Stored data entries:
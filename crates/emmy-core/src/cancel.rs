use std::sync::Arc;
use std::sync::atomic::{AtomicBool, Ordering};

use crossbeam_channel::{Receiver, Sender};
use parking_lot::Mutex;

/// Clonable cancellation signal.
///
/// Cancelling drops the only sender, so every `receiver()` becomes ready at
/// once and stays ready.
#[derive(Debug, Clone)]
pub struct CancellationToken {
    inner: Arc<Inner>,
}

#[derive(Debug)]
struct Inner {
    cancelled: AtomicBool,
    sender: Mutex<Option<Sender<()>>>,
    receiver: Receiver<()>,
}

impl Default for CancellationToken {
    fn default() -> Self {
        Self::new()
    }
}

impl CancellationToken {
    pub fn new() -> Self {
        let (sender, receiver) = crossbeam_channel::bounded(0);
        Self {
            inner: Arc::new(Inner {
                cancelled: AtomicBool::new(false),
                sender: Mutex::new(Some(sender)),
                receiver,
            }),
        }
    }

    /// A token that is already cancelled.
    pub fn cancelled() -> Self {
        let token = Self::new();
        token.cancel();
        token
    }

    pub fn cancel(&self) {
        self.inner.cancelled.store(true, Ordering::SeqCst);
        self.inner.sender.lock().take();
    }

    pub fn is_cancelled(&self) -> bool {
        self.inner.cancelled.load(Ordering::SeqCst)
    }

    /// Disconnects when the token is cancelled; usable in `select!`.
    pub fn receiver(&self) -> &Receiver<()> {
        &self.inner.receiver
    }
}
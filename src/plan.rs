//! Tile grid planning: which tiles to fetch, from where, to where.
//!
//! Planning is pure bookkeeping — no network or filesystem I/O happens
//! here. The fetch step fills in `image`/`downloaded` later.

use std::path::{Path, PathBuf};

use image::RgbImage;
use tracing::debug;

use crate::coords::SkyPosition;
use crate::healpix;
use crate::neighbors::{self, Grid3x3};
use crate::survey::HipsSurvey;

/// Default HiPS order for mosaics: 512-pixel tiles at order 8 give a
/// field of view of roughly 0.7 degrees for the 3×3 grid.
pub const DEFAULT_ORDER: u8 = 8;

/// One cell of the 3×3 mosaic grid.
#[derive(Debug, Clone)]
pub struct Tile {
    /// Grid column, 0 (west) to 2 (east).
    pub grid_x: u32,
    /// Grid row, 0 (north) to 2 (south).
    pub grid_y: u32,
    /// Nested HEALPix pixel id at the plan's order.
    pub pixel: u64,
    /// Sky position of this tile's own center.
    pub sky: SkyPosition,
    pub url: String,
    pub path: PathBuf,
    /// Raster data, present once fetched or loaded from cache.
    pub image: Option<RgbImage>,
    pub downloaded: bool,
}

/// A planned 3×3 mosaic: the target, the grid, and the nine tiles in
/// row-major order (north row first).
#[derive(Debug, Clone)]
pub struct TilePlan {
    pub target: SkyPosition,
    pub order: u8,
    pub center_pixel: u64,
    pub grid: Grid3x3,
    pub tiles: Vec<Tile>,
}

impl TilePlan {
    /// Tiles carrying usable raster data.
    pub fn downloaded_count(&self) -> usize {
        self.tiles
            .iter()
            .filter(|t| t.downloaded && t.image.is_some())
            .count()
    }
}

/// Plan the 3×3 tile grid around `target`.
///
/// Returns `None` when the pixel index reports its sentinel for the
/// order, or when the order is deeper than the survey publishes — the
/// two failures the planner must surface to callers.
pub fn plan_grid(
    target: &SkyPosition,
    order: u8,
    survey: &HipsSurvey,
    output_dir: &Path,
) -> Option<TilePlan> {
    if order > survey.max_order {
        debug!(order, max_order = survey.max_order, "order beyond survey depth");
        return None;
    }
    let center_pixel = healpix::coord_to_pixel(target, order);
    if center_pixel < 0 {
        return None;
    }
    let center_pixel = center_pixel as u64;

    let grid = neighbors::build_grid(center_pixel, order);

    let mut tiles = Vec::with_capacity(9);
    for (x, y, pixel) in grid.iter() {
        let sky = healpix::pixel_to_coord(pixel, order);
        let url = survey.tile_url(pixel, order);
        let path = output_dir.join(format!("tile_pixel{}.{}", pixel, survey.format));

        debug!(
            grid_x = x,
            grid_y = y,
            pixel,
            ra = sky.ra_deg,
            dec = sky.dec_deg,
            "planned tile"
        );

        tiles.push(Tile {
            grid_x: x as u32,
            grid_y: y as u32,
            pixel,
            sky,
            url,
            path,
            image: None,
            downloaded: false,
        });
    }

    Some(TilePlan {
        target: target.clone(),
        order,
        center_pixel,
        grid,
        tiles,
    })
}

What the task requires: Restate the records above exactly.

Reply to the task:
filename crates/emmy-core/src/cancel.rs
use std::sync::Arc;
use std::sync::atomic::{AtomicBool, Ordering};

use crossbeam_channel::{Receiver, Sender};
use parking_lot::Mutex;

/// Clonable cancellation signal.
///
/// Cancelling drops the only sender, so every `receiver()` becomes ready at
/// once and stays ready.
#[derive(Debug, Clone)]
pub struct CancellationToken {
    inner: Arc<Inner>,
}

#[derive(Debug)]
struct Inner {
    cancelled: AtomicBool,
    sender: Mutex<Option<Sender<()>>>,
    receiver: Receiver<()>,
}

impl Default for CancellationToken {
    fn default() -> Self {
        Self::new()
    }
}

impl CancellationToken {
    pub fn new() -> Self {
        let (sender, receiver) = crossbeam_channel::bounded(0);
        Self {
            inner: Arc::new(Inner {
                cancelled: AtomicBool::new(false),
                sender: Mutex::new(Some(sender)),
                receiver,
            }),
        }
    }

    /// A token that is already cancelled.
    pub fn cancelled() -> Self {
        let token = Self::new();
        token.cancel();
        token
    }

    pub fn cancel(&self) {
        self.inner.cancelled.store(true, Ordering::SeqCst);
        self.inner.sender.lock().take();
    }

    pub fn is_cancelled(&self) -> bool {
        self.inner.cancelled.load(Ordering::SeqCst)
    }

    /// Disconnects when the token is cancelled; usable in `select!`.
    pub fn receiver(&self) -> &Receiver<()> {
        &self.inner.receiver
    }
}
filename src/plan.rs
//! Tile grid planning: which tiles to fetch, from where, to where.
//!
//! Planning is pure bookkeeping — no network or filesystem I/O happens
//! here. The fetch step fills in `image`/`downloaded` later.

use std::path::{Path, PathBuf};

use image::RgbImage;
use tracing::debug;

use crate::coords::SkyPosition;
use crate::healpix;
use crate::neighbors::{self, Grid3x3};
use crate::survey::HipsSurvey;

/// Default HiPS order for mosaics: 512-pixel tiles at order 8 give a
/// field of view of roughly 0.7 degrees for the 3×3 grid.
pub const DEFAULT_ORDER: u8 = 8;

/// One cell of the 3×3 mosaic grid.
#[derive(Debug, Clone)]
pub struct Tile {
    /// Grid column, 0 (west) to 2 (east).
    pub grid_x: u32,
    /// Grid row, 0 (north) to 2 (south).
    pub grid_y: u32,
    /// Nested HEALPix pixel id at the plan's order.
    pub pixel: u64,
    /// Sky position of this tile's own center.
    pub sky: SkyPosition,
    pub url: String,
    pub path: PathBuf,
    /// Raster data, present once fetched or loaded from cache.
    pub image: Option<RgbImage>,
    pub downloaded: bool,
}

/// A planned 3×3 mosaic: the target, the grid, and the nine tiles in
/// row-major order (north row first).
#[derive(Debug, Clone)]
pub struct TilePlan {
    pub target: SkyPosition,
    pub order: u8,
    pub center_pixel: u64,
    pub grid: Grid3x3,
    pub tiles: Vec<Tile>,
}

impl TilePlan {
    /// Tiles carrying usable raster data.
    pub fn downloaded_count(&self) -> usize {
        self.tiles
            .iter()
            .filter(|t| t.downloaded && t.image.is_some())
            .count()
    }
}

/// Plan the 3×3 tile grid around `target`.
///
/// Returns `None` when the pixel index reports its sentinel for the
/// order, or when the order is deeper than the survey publishes — the
/// two failures the planner must surface to callers.
pub fn plan_grid(
    target: &SkyPosition,
    order: u8,
    survey: &HipsSurvey,
    output_dir: &Path,
) -> Option<TilePlan> {
    if order > survey.max_order {
        debug!(order, max_order = survey.max_order, "order beyond survey depth");
        return None;
    }
    let center_pixel = healpix::coord_to_pixel(target, order);
    if center_pixel < 0 {
        return None;
    }
    let center_pixel = center_pixel as u64;

    let grid = neighbors::build_grid(center_pixel, order);

    let mut tiles = Vec::with_capacity(9);
    for (x, y, pixel) in grid.iter() {
        let sky = healpix::pixel_to_coord(pixel, order);
        let url = survey.tile_url(pixel, order);
        let path = output_dir.join(format!("tile_pixel{}.{}", pixel, survey.format));

        debug!(
            grid_x = x,
            grid_y = y,
            pixel,
            ra = sky.ra_deg,
            dec = sky.dec_deg,
            "planned tile"
        );

        tiles.push(Tile {
            grid_x: x as u32,
            grid_y: y as u32,
            pixel,
            sky,
            url,
            path,
            image: None,
            downloaded: false,
        });
    }

    Some(TilePlan {
        target: target.clone(),
        order,
        center_pixel,
        grid,
        tiles,
    })
}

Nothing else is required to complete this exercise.